ABOUT THIS TASK: Once the records have been read, set every one down as it stands.

EXTRACTED ENTRIES:
[Start of section]

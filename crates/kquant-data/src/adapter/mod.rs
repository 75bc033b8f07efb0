//! 시장 데이터 어댑터.
//!
//! 어댑터는 교체 가능합니다. 연결 관리와 재시도는 어댑터 내부에서
//! 처리하고, 정규화된 `MarketTick`을 파이프라인 방향 채널로 밀어
//! 넣습니다. 상태 변화는 health 콜백 채널로 보고합니다.

pub mod polled;
pub mod streaming;

pub use polled::{PolledAdapter, PolledConfig, QuoteFetcher};
pub use streaming::{StreamCodec, StreamingAdapter, StreamingConfig};

use crate::error::DataResult;
use async_trait::async_trait;
use chrono::{DateTime, Duration as ChronoDuration, Utc};
use kquant_core::Symbol;
use std::time::Duration;

/// 어댑터 상태 보고.
#[derive(Debug, Clone, PartialEq, Eq)]
pub enum AdapterHealth {
    /// 주기 신호
    Heartbeat,
    /// 연결 끊김
    Disconnected,
    /// 재연결 성공
    Reconnected,
    /// 재시도 한도 소진, 어댑터 중단
    Failed(String),
}

/// 시장 데이터 어댑터 인터페이스.
#[async_trait]
pub trait MarketAdapter: Send + Sync {
    /// 어댑터 이름.
    fn name(&self) -> &str;

    /// 연결을 시작합니다. 백오프 재시도는 내부에서 수행합니다.
    async fn connect(&mut self) -> DataResult<()>;

    /// 종목 구독을 추가합니다.
    async fn subscribe(&mut self, symbol: &Symbol) -> DataResult<()>;

    /// 종목 구독을 해제합니다.
    async fn unsubscribe(&mut self, symbol: &Symbol) -> DataResult<()>;
}

/// 지수 백오프 재연결 정책.
///
/// 초기 1초, 배수 2, 상한 60초. 10분 창 안에서 5회를 초과하면
/// `adapter_failed`로 전환합니다.
#[derive(Debug, Clone)]
pub struct BackoffPolicy {
    /// 초기 대기 시간
    pub initial: Duration,
    /// 배수
    pub multiplier: u32,
    /// 대기 상한
    pub cap: Duration,
    /// 창 내 최대 시도 횟수
    pub max_attempts: u32,
    /// 시도 집계 창
    pub window: Duration,
    attempts: Vec<DateTime<Utc>>,
    current: Duration,
}

impl Default for BackoffPolicy {
    fn default() -> Self {
        Self {
            initial: Duration::from_secs(1),
            multiplier: 2,
            cap: Duration::from_secs(60),
            max_attempts: 5,
            window: Duration::from_secs(600),
            attempts: Vec::new(),
            current: Duration::from_secs(1),
        }
    }
}

impl BackoffPolicy {
    /// 다음 재시도 대기 시간을 반환합니다.
    ///
    /// 창 내 시도 한도를 초과하면 `None`을 반환하며, 호출자는
    /// `adapter_failed`를 표면화해야 합니다.
    pub fn next_delay(&mut self) -> Option<Duration> {
        let now = Utc::now();
        let window = ChronoDuration::from_std(self.window).unwrap_or(ChronoDuration::seconds(600));
        self.attempts.retain(|t| now - *t < window);

        if self.attempts.len() as u32 >= self.max_attempts {
            return None;
        }

        self.attempts.push(now);
        let delay = self.current;
        self.current = (self.current * self.multiplier).min(self.cap);
        Some(delay)
    }

    /// 연결 성공 시 백오프를 초기화합니다.
    pub fn reset(&mut self) {
        self.current = self.initial;
        self.attempts.clear();
    }
}

#[cfg(test)]
mod tests {
    use super::*;

    #[test]
    fn test_backoff_progression() {
        let mut policy = BackoffPolicy::default();

        assert_eq!(policy.next_delay(), Some(Duration::from_secs(1)));
        assert_eq!(policy.next_delay(), Some(Duration::from_secs(2)));
        assert_eq!(policy.next_delay(), Some(Duration::from_secs(4)));
        assert_eq!(policy.next_delay(), Some(Duration::from_secs(8)));
        assert_eq!(policy.next_delay(), Some(Duration::from_secs(16)));

        // 창 내 6번째 시도는 실패로 전환
        assert_eq!(policy.next_delay(), None);
    }

    #[test]
    fn test_backoff_cap() {
        let mut policy = BackoffPolicy {
            max_attempts: 20,
            ..Default::default()
        };

        let mut last = Duration::ZERO;
        for _ in 0..10 {
            last = policy.next_delay().unwrap();
        }
        assert_eq!(last, Duration::from_secs(60));
    }

    #[test]
    fn test_backoff_reset() {
        let mut policy = BackoffPolicy::default();
        policy.next_delay();
        policy.next_delay();

        policy.reset();
        assert_eq!(policy.next_delay(), Some(Duration::from_secs(1)));
    }
}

[End of section]

SOLUTION TO THIS EXERCISE:
filename crates/kquant-data/src/adapter/mod.rs
repository 75bc033b8f07efb0
//! 시장 데이터 어댑터.
//!
//! 어댑터는 교체 가능합니다. 연결 관리와 재시도는 어댑터 내부에서
//! 처리하고, 정규화된 `MarketTick`을 파이프라인 방향 채널로 밀어
//! 넣습니다. 상태 변화는 health 콜백 채널로 보고합니다.

pub mod polled;
pub mod streaming;

pub use polled::{PolledAdapter, PolledConfig, QuoteFetcher};
pub use streaming::{StreamCodec, StreamingAdapter, StreamingConfig};

use crate::error::DataResult;
use async_trait::async_trait;
use chrono::{DateTime, Duration as ChronoDuration, Utc};
use kquant_core::Symbol;
use std::time::Duration;

/// 어댑터 상태 보고.
#[derive(Debug, Clone, PartialEq, Eq)]
pub enum AdapterHealth {
    /// 주기 신호
    Heartbeat,
    /// 연결 끊김
    Disconnected,
    /// 재연결 성공
    Reconnected,
    /// 재시도 한도 소진, 어댑터 중단
    Failed(String),
}

/// 시장 데이터 어댑터 인터페이스.
#[async_trait]
pub trait MarketAdapter: Send + Sync {
    /// 어댑터 이름.
    fn name(&self) -> &str;

    /// 연결을 시작합니다. 백오프 재시도는 내부에서 수행합니다.
    async fn connect(&mut self) -> DataResult<()>;

    /// 종목 구독을 추가합니다.
    async fn subscribe(&mut self, symbol: &Symbol) -> DataResult<()>;

    /// 종목 구독을 해제합니다.
    async fn unsubscribe(&mut self, symbol: &Symbol) -> DataResult<()>;
}

/// 지수 백오프 재연결 정책.
///
/// 초기 1초, 배수 2, 상한 60초. 10분 창 안에서 5회를 초과하면
/// `adapter_failed`로 전환합니다.
#[derive(Debug, Clone)]
pub struct BackoffPolicy {
    /// 초기 대기 시간
    pub initial: Duration,
    /// 배수
    pub multiplier: u32,
    /// 대기 상한
    pub cap: Duration,
    /// 창 내 최대 시도 횟수
    pub max_attempts: u32,
    /// 시도 집계 창
    pub window: Duration,
    attempts: Vec<DateTime<Utc>>,
    current: Duration,
}

impl Default for BackoffPolicy {
    fn default() -> Self {
        Self {
            initial: Duration::from_secs(1),
            multiplier: 2,
            cap: Duration::from_secs(60),
            max_attempts: 5,
            window: Duration::from_secs(600),
            attempts: Vec::new(),
            current: Duration::from_secs(1),
        }
    }
}

impl BackoffPolicy {
    /// 다음 재시도 대기 시간을 반환합니다.
    ///
    /// 창 내 시도 한도를 초과하면 `None`을 반환하며, 호출자는
    /// `adapter_failed`를 표면화해야 합니다.
    pub fn next_delay(&mut self) -> Option<Duration> {
        let now = Utc::now();
        let window = ChronoDuration::from_std(self.window).unwrap_or(ChronoDuration::seconds(600));
        self.attempts.retain(|t| now - *t < window);

        if self.attempts.len() as u32 >= self.max_attempts {
            return None;
        }

        self.attempts.push(now);
        let delay = self.current;
        self.current = (self.current * self.multiplier).min(self.cap);
        Some(delay)
    }

    /// 연결 성공 시 백오프를 초기화합니다.
    pub fn reset(&mut self) {
        self.current = self.initial;
        self.attempts.clear();
    }
}

#[cfg(test)]
mod tests {
    use super::*;

    #[test]
    fn test_backoff_progression() {
        let mut policy = BackoffPolicy::default();

        assert_eq!(policy.next_delay(), Some(Duration::from_secs(1)));
        assert_eq!(policy.next_delay(), Some(Duration::from_secs(2)));
        assert_eq!(policy.next_delay(), Some(Duration::from_secs(4)));
        assert_eq!(policy.next_delay(), Some(Duration::from_secs(8)));
        assert_eq!(policy.next_delay(), Some(Duration::from_secs(16)));

        // 창 내 6번째 시도는 실패로 전환
        assert_eq!(policy.next_delay(), None);
    }

    #[test]
    fn test_backoff_cap() {
        let mut policy = BackoffPolicy {
            max_attempts: 20,
            ..Default::default()
        };

        let mut last = Duration::ZERO;
        for _ in 0..10 {
            last = policy.next_delay().unwrap();
        }
        assert_eq!(last, Duration::from_secs(60));
    }

    #[test]
    fn test_backoff_reset() {
        let mut policy = BackoffPolicy::default();
        policy.next_delay();
        policy.next_delay();

        policy.reset();
        assert_eq!(policy.next_delay(), Some(Duration::from_secs(1)));
    }
}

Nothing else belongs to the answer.